**WORK ORDER**
Search the material below for lines containing the string "ChatMessage", and copy every one you find.
━━━ THE DATA ━━━
//! Events the controller broadcasts to its front end

use serde::{Deserialize, Serialize};

use crate::transcript::ChatMessage;

/// Updates emitted while the controller runs
#[derive(Debug, Clone, Serialize, Deserialize)]
#[serde(tag = "type", rename_all = "snake_case")]
pub enum ChatEvent {
    /// A message was appended (user turn or assistant placeholder)
    MessageStart { message: ChatMessage },
    /// A streamed message's content changed
    MessageUpdate { message: ChatMessage },
    /// A message reached its final state for this generation
    MessageEnd { message: ChatMessage },
    /// The backend assigned a real id to the sentinel conversation
    SessionAdopted { session_id: String },
    /// The local model failed and the selection moved to a cloud model
    FallbackTriggered { from: String, to: String },
    /// Sends are blocked for this session
    LimitReached { message: String },
    Error { message: String },
}
//! Folds a generation's event stream into transcript updates.
//!
//! One reducer instance drives exactly one target assistant message,
//! inserted as a Pending placeholder before the stream opens. Each event
//! produces a new transcript; the reducer carries the accumulation and
//! terminal bookkeeping between events.

use parley_api::StreamEvent;

use crate::{
    fallback,
    transcript::{MessageStatus, Transcript, parse_rfc3339_millis},
};

/// Marker appended to a generation the user stopped mid-stream
pub const STOPPED_SUFFIX: &str = "\n\n[Generation stopped by user]";

/// How a finished stream ended
#[derive(Debug, Clone, Copy, PartialEq, Eq, Default)]
pub enum StreamEnd {
    /// Still running
    #[default]
    Open,
    Completed,
    Failed,
    Cancelled,
}

/// How the final content is committed to the target message.
///
/// A fresh generation replaces the placeholder's version list; a
/// regeneration appends a new version so earlier results stay navigable.
#[derive(Debug, Clone, Copy, PartialEq, Eq, Default)]
pub enum CommitMode {
    #[default]
    Replace,
    AppendVersion,
}

/// Everything the caller needs after the fold ends
#[derive(Debug, Clone, Default)]
pub struct StreamOutcome {
    pub end: StreamEnd,
    /// Accumulated response text at the end of the stream
    pub content: String,
    pub latency: Option<f64>,
    /// Session id announced mid-stream that differs from the active one
    pub pending_session_id: Option<String>,
    /// The in-band fallback marker appeared in a chunk
    pub fallback_detected: bool,
    pub limit_reached: bool,
    pub error_message: Option<String>,
}

/// Incremental fold of stream events into a transcript
pub struct StreamReducer {
    target_id: String,
    active_session_id: String,
    mode: CommitMode,
    content: String,
    started: bool,
    end: StreamEnd,
    latency: Option<f64>,
    pending_session_id: Option<String>,
    fallback_detected: bool,
    limit_reached: bool,
    error_message: Option<String>,
}

impl StreamReducer {
    pub fn new(target_id: impl Into<String>, active_session_id: impl Into<String>) -> Self {
        Self {
            target_id: target_id.into(),
            active_session_id: active_session_id.into(),
            mode: CommitMode::Replace,
            content: String::new(),
            started: false,
            end: StreamEnd::Open,
            latency: None,
            pending_session_id: None,
            fallback_detected: false,
            limit_reached: false,
            error_message: None,
        }
    }

    pub fn with_mode(mut self, mode: CommitMode) -> Self {
        self.mode = mode;
        self
    }

    pub fn is_done(&self) -> bool {
        self.end != StreamEnd::Open
    }

    /// Fold one event, returning the updated transcript.
    ///
    /// Events after a terminal one are ignored.
    pub fn apply(&mut self, transcript: &Transcript, event: &StreamEvent) -> Transcript {
        if self.is_done() {
            return transcript.clone();
        }

        match event {
            StreamEvent::SessionInfo { session_id } => {
                // Remembered, not committed; the caller adopts it after
                // the stream ends.
                if *session_id != self.active_session_id {
                    self.pending_session_id = Some(session_id.clone());
                }
                transcript.clone()
            }
            StreamEvent::Chunk { text } => {
                if fallback::contains_fallback_marker(text) {
                    self.fallback_detected = true;
                }
                if self.started {
                    self.content.push_str(text);
                } else {
                    // First chunk replaces the empty accumulation.
                    self.content = text.clone();
                    self.started = true;
                }
                transcript
                    .replace_content(&self.target_id, self.content.clone())
                    .set_status(&self.target_id, MessageStatus::Streaming)
            }
            StreamEvent::Complete {
                timestamp,
                latency,
                session_id,
            } => {
                self.end = StreamEnd::Completed;
                self.latency = *latency;
                if let Some(id) = session_id {
                    if *id != self.active_session_id {
                        self.pending_session_id = Some(id.clone());
                    }
                }
                let millis = parse_rfc3339_millis(timestamp);
                match self.mode {
                    CommitMode::Replace => {
                        transcript.commit_final(&self.target_id, self.content.clone(), millis)
                    }
                    CommitMode::AppendVersion => {
                        transcript.add_version(&self.target_id, self.content.clone(), millis)
                    }
                }
            }
            StreamEvent::Error {
                message,
                limit_reached,
            } => {
                self.end = StreamEnd::Failed;
                self.limit_reached = *limit_reached;
                self.error_message = Some(message.clone());
                match self.mode {
                    CommitMode::Replace => transcript
                        .replace_content(&self.target_id, message.clone())
                        .set_status(&self.target_id, MessageStatus::Error),
                    // A failed regenerate keeps the displayed version; the
                    // failure is surfaced through the outcome only.
                    CommitMode::AppendVersion => self.restore_displayed(transcript),
                }
            }
        }
    }

    /// Stop the generation. A fresh generation keeps whatever accumulated
    /// plus the fixed stop marker; a cancelled regenerate restores the
    /// displayed version. No version is committed either way.
    pub fn cancel(&mut self, transcript: &Transcript) -> Transcript {
        if self.is_done() {
            return transcript.clone();
        }
        self.end = StreamEnd::Cancelled;
        match self.mode {
            CommitMode::Replace => {
                self.content.push_str(STOPPED_SUFFIX);
                transcript
                    .replace_content(&self.target_id, self.content.clone())
                    .set_status(&self.target_id, MessageStatus::Complete)
            }
            CommitMode::AppendVersion => self.restore_displayed(transcript),
        }
    }

    /// Put the target message back to its selected version, so content
    /// and version list stay in sync after an abandoned regenerate.
    fn restore_displayed(&self, transcript: &Transcript) -> Transcript {
        let Some(message) = transcript.get(&self.target_id) else {
            return transcript.clone();
        };
        match message.versions.get(message.current_version) {
            Some(content) => transcript
                .replace_content(&self.target_id, content.clone())
                .set_status(&self.target_id, MessageStatus::Complete),
            None => transcript.clone(),
        }
    }

    pub fn finish(self) -> StreamOutcome {
        StreamOutcome {
            end: self.end,
            content: self.content,
            latency: self.latency,
            pending_session_id: self.pending_session_id,
            fallback_detected: self.fallback_detected,
            limit_reached: self.limit_reached,
            error_message: self.error_message,
        }
    }
}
━━━
**RESPONSE BOX**
use crate::transcript::ChatMessage;
    MessageStart { message: ChatMessage },
    MessageUpdate { message: ChatMessage },
    MessageEnd { message: ChatMessage },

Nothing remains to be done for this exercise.